▶ DATA SHOWN:
↓↓↓
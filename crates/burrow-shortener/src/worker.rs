//! Background soft-delete worker.
//!
//! Producers push [`DeleteRequest`]s onto a bounded queue and return as soon
//! as the request is accepted. A single consumer task applies the queued
//! requests one at a time, in queue order, on its own task rather than the
//! caller's. While a batch is being applied the queue fills up, so a slow
//! backend pushes back on producers.
//!
//! Delivery is at-most-once: a request whose backend call fails is logged,
//! counted in [`WorkerStats::dropped`] and forgotten. Stopping abandons the
//! batch in flight and discards the queued ones; both are counted the same way.

use burrow_core::{DeleteRequest, Repository, ShortenerError};
use parking_lot::Mutex;
use std::sync::atomic::{AtomicU64, Ordering};
use std::sync::Arc;
use std::time::Duration;
use tokio::sync::mpsc::error::{SendTimeoutError, TrySendError};
use tokio::sync::{mpsc, watch};
use tokio::task::JoinHandle;
use tracing::{debug, error, info, warn};

type Result<T> = std::result::Result<T, ShortenerError>;

/// Counters describing what the worker has done so far.
#[derive(Debug, Default)]
pub struct WorkerStats {
    applied: AtomicU64,
    flipped: AtomicU64,
    dropped: AtomicU64,
}

impl WorkerStats {
    /// Requests whose backend call succeeded.
    pub fn applied(&self) -> u64 {
        self.applied.load(Ordering::Relaxed)
    }

    /// Records actually flipped to deleted across all applied requests.
    pub fn flipped(&self) -> u64 {
        self.flipped.load(Ordering::Relaxed)
    }

    /// Requests lost to a backend failure or discarded on stop.
    pub fn dropped(&self) -> u64 {
        self.dropped.load(Ordering::Relaxed)
    }

    /// Requests that reached a final outcome, applied or dropped.
    pub fn processed(&self) -> u64 {
        self.applied() + self.dropped()
    }

    fn record_applied(&self, flipped: u64) {
        self.applied.fetch_add(1, Ordering::Relaxed);
        self.flipped.fetch_add(flipped, Ordering::Relaxed);
    }

    fn record_dropped(&self, count: u64) {
        self.dropped.fetch_add(count, Ordering::Relaxed);
    }
}

/// Handle to the running delete worker.
#[derive(Debug)]
pub struct DeleteWorker {
    sender: mpsc::Sender<DeleteRequest>,
    shutdown: watch::Sender<bool>,
    task: Mutex<Option<JoinHandle<()>>>,
    stats: Arc<WorkerStats>,
}

impl DeleteWorker {
    /// Spawns the consumer task on the current Tokio runtime.
    pub fn spawn<R: Repository>(repository: Arc<R>, capacity: usize) -> Self {
        let capacity = capacity.max(1);
        let (sender, receiver) = mpsc::channel(capacity);
        let (shutdown, shutdown_rx) = watch::channel(false);
        let stats = Arc::new(WorkerStats::default());

        let task = tokio::spawn(run(repository, receiver, shutdown_rx, Arc::clone(&stats)));
        info!(capacity, "delete worker started");

        Self {
            sender,
            shutdown,
            task: Mutex::new(Some(task)),
            stats,
        }
    }

    /// Queues `request`, waiting for space if the queue is full.
    ///
    /// Dropping the returned future abandons the request.
    pub async fn enqueue(&self, request: DeleteRequest) -> Result<()> {
        self.sender
            .send(request)
            .await
            .map_err(|_| ShortenerError::WorkerStopped)
    }

    /// Queues `request` only if there is room right now.
    pub fn try_enqueue(&self, request: DeleteRequest) -> Result<()> {
        self.sender.try_send(request).map_err(|err| match err {
            TrySendError::Full(_) => ShortenerError::QueueFull,
            TrySendError::Closed(_) => ShortenerError::WorkerStopped,
        })
    }

    /// Queues `request`, giving up with [`ShortenerError::QueueFull`] once
    /// `timeout` elapses.
    pub async fn enqueue_timeout(&self, request: DeleteRequest, timeout: Duration) -> Result<()> {
        self.sender
            .send_timeout(request, timeout)
            .await
            .map_err(|err| match err {
                SendTimeoutError::Timeout(_) => ShortenerError::QueueFull,
                SendTimeoutError::Closed(_) => ShortenerError::WorkerStopped,
            })
    }

    pub fn stats(&self) -> &WorkerStats {
        &self.stats
    }

    pub fn is_stopped(&self) -> bool {
        self.sender.is_closed()
    }

    /// Stops the consumer and waits for it to exit. A batch still being
    /// applied is abandoned; whether the backend saw it is unspecified.
    ///
    /// Calling it again is a no-op.
    pub async fn stop(&self) {
        let Some(task) = self.task.lock().take() else {
            return;
        };

        let _ = self.shutdown.send(true);
        if let Err(e) = task.await {
            warn!(error = %e, "delete worker task failed");
        }
        info!(
            applied = self.stats.applied(),
            flipped = self.stats.flipped(),
            dropped = self.stats.dropped(),
            "delete worker stopped"
        );
    }
}

async fn run<R: Repository>(
    repository: Arc<R>,
    mut receiver: mpsc::Receiver<DeleteRequest>,
    mut shutdown: watch::Receiver<bool>,
    stats: Arc<WorkerStats>,
) {
    loop {
        let request = tokio::select! {
            biased;
            _ = wait_for_shutdown(&mut shutdown) => break,
            request = receiver.recv() => match request {
                Some(request) => request,
                None => break,
            },
        };

        tokio::select! {
            biased;
            _ = wait_for_shutdown(&mut shutdown) => {
                warn!(owner = %request.owner_id, codes = request.codes.len(), "abandoning in-flight delete request");
                stats.record_dropped(1);
                break;
            }
            _ = apply(repository.as_ref(), &request, &stats) => {}
        }
    }

    receiver.close();
    let mut discarded = 0;
    while let Ok(request) = receiver.try_recv() {
        warn!(owner = %request.owner_id, codes = request.codes.len(), "discarding queued delete request");
        discarded += 1;
    }
    stats.record_dropped(discarded);
}

async fn apply<R: Repository>(repository: &R, request: &DeleteRequest, stats: &WorkerStats) {
    match repository.delete_batch(&request.owner_id, &request.codes).await {
        Ok(flipped) => {
            debug!(owner = %request.owner_id, requested = request.codes.len(), flipped, "applied delete request");
            stats.record_applied(flipped);
        }
        Err(err) => {
            error!(owner = %request.owner_id, codes = request.codes.len(), error = %err, "dropping delete request");
            stats.record_dropped(1);
        }
    }
}

/// Resolves once the watch channel turns `true` or its sender is gone.
async fn wait_for_shutdown(rx: &mut watch::Receiver<bool>) {
    loop {
        if *rx.borrow_and_update() {
            return;
        }
        if rx.changed().await.is_err() {
            return;
        }
    }
}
↑↑↑
Up to and including the line with "use tokio::task::JoinHandle;", output each line of the entries above exactly, starting from the first.

filename crates/burrow-shortener/src/worker.rs
//! Background soft-delete worker.
//!
//! Producers push [`DeleteRequest`]s onto a bounded queue and return as soon
//! as the request is accepted. A single consumer task applies the queued
//! requests one at a time, in queue order, on its own task rather than the
//! caller's. While a batch is being applied the queue fills up, so a slow
//! backend pushes back on producers.
//!
//! Delivery is at-most-once: a request whose backend call fails is logged,
//! counted in [`WorkerStats::dropped`] and forgotten. Stopping abandons the
//! batch in flight and discards the queued ones; both are counted the same way.

use burrow_core::{DeleteRequest, Repository, ShortenerError};
use parking_lot::Mutex;
use std::sync::atomic::{AtomicU64, Ordering};
use std::sync::Arc;
use std::time::Duration;
use tokio::sync::mpsc::error::{SendTimeoutError, TrySendError};
use tokio::sync::{mpsc, watch};
use tokio::task::JoinHandle;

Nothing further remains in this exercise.